• **WORK REQUIRED**:
A complete and exact copy of the data below is the task.

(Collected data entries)
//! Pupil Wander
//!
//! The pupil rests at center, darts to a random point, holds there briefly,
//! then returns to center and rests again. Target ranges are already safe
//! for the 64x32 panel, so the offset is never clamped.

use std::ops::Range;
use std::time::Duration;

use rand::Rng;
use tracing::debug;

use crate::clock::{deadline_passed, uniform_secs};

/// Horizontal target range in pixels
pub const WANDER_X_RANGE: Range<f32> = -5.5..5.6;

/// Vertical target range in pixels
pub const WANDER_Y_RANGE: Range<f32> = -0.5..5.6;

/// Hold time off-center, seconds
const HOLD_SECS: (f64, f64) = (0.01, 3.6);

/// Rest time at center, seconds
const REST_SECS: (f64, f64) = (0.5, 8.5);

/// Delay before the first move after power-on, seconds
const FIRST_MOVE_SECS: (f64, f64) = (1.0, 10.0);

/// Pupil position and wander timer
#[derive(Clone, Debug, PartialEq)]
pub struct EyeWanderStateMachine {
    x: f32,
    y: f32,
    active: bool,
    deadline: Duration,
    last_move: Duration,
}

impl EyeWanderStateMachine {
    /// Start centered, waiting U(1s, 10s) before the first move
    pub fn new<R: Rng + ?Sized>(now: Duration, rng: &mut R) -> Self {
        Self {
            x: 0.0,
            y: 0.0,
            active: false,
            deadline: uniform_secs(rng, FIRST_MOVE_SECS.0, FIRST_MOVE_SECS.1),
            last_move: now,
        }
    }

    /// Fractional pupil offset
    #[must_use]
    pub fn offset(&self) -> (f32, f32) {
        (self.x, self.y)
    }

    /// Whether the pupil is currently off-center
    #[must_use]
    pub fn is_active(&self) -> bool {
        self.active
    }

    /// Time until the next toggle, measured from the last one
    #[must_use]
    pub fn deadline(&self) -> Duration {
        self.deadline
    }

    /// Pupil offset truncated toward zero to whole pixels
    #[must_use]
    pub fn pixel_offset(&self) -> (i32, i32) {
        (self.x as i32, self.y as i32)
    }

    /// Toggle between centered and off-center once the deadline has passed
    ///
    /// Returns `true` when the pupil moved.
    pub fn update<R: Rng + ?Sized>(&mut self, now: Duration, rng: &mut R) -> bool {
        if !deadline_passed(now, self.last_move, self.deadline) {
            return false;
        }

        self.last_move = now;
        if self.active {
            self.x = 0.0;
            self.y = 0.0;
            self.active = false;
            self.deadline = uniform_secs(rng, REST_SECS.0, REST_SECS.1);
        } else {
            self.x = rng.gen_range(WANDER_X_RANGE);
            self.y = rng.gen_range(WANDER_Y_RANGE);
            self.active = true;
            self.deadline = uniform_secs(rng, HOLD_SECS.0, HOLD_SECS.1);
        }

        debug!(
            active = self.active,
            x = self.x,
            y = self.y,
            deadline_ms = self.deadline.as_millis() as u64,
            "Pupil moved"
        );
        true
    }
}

• **OUTPUT OF THE TASK**:
//! Pupil Wander
//!
//! The pupil rests at center, darts to a random point, holds there briefly,
//! then returns to center and rests again. Target ranges are already safe
//! for the 64x32 panel, so the offset is never clamped.

use std::ops::Range;
use std::time::Duration;

use rand::Rng;
use tracing::debug;

use crate::clock::{deadline_passed, uniform_secs};

/// Horizontal target range in pixels
pub const WANDER_X_RANGE: Range<f32> = -5.5..5.6;

/// Vertical target range in pixels
pub const WANDER_Y_RANGE: Range<f32> = -0.5..5.6;

/// Hold time off-center, seconds
const HOLD_SECS: (f64, f64) = (0.01, 3.6);

/// Rest time at center, seconds
const REST_SECS: (f64, f64) = (0.5, 8.5);

/// Delay before the first move after power-on, seconds
const FIRST_MOVE_SECS: (f64, f64) = (1.0, 10.0);

/// Pupil position and wander timer
#[derive(Clone, Debug, PartialEq)]
pub struct EyeWanderStateMachine {
    x: f32,
    y: f32,
    active: bool,
    deadline: Duration,
    last_move: Duration,
}

impl EyeWanderStateMachine {
    /// Start centered, waiting U(1s, 10s) before the first move
    pub fn new<R: Rng + ?Sized>(now: Duration, rng: &mut R) -> Self {
        Self {
            x: 0.0,
            y: 0.0,
            active: false,
            deadline: uniform_secs(rng, FIRST_MOVE_SECS.0, FIRST_MOVE_SECS.1),
            last_move: now,
        }
    }

    /// Fractional pupil offset
    #[must_use]
    pub fn offset(&self) -> (f32, f32) {
        (self.x, self.y)
    }

    /// Whether the pupil is currently off-center
    #[must_use]
    pub fn is_active(&self) -> bool {
        self.active
    }

    /// Time until the next toggle, measured from the last one
    #[must_use]
    pub fn deadline(&self) -> Duration {
        self.deadline
    }

    /// Pupil offset truncated toward zero to whole pixels
    #[must_use]
    pub fn pixel_offset(&self) -> (i32, i32) {
        (self.x as i32, self.y as i32)
    }

    /// Toggle between centered and off-center once the deadline has passed
    ///
    /// Returns `true` when the pupil moved.
    pub fn update<R: Rng + ?Sized>(&mut self, now: Duration, rng: &mut R) -> bool {
        if !deadline_passed(now, self.last_move, self.deadline) {
            return false;
        }

        self.last_move = now;
        if self.active {
            self.x = 0.0;
            self.y = 0.0;
            self.active = false;
            self.deadline = uniform_secs(rng, REST_SECS.0, REST_SECS.1);
        } else {
            self.x = rng.gen_range(WANDER_X_RANGE);
            self.y = rng.gen_range(WANDER_Y_RANGE);
            self.active = true;
            self.deadline = uniform_secs(rng, HOLD_SECS.0, HOLD_SECS.1);
        }

        debug!(
            active = self.active,
            x = self.x,
            y = self.y,
            deadline_ms = self.deadline.as_millis() as u64,
            "Pupil moved"
        );
        true
    }
}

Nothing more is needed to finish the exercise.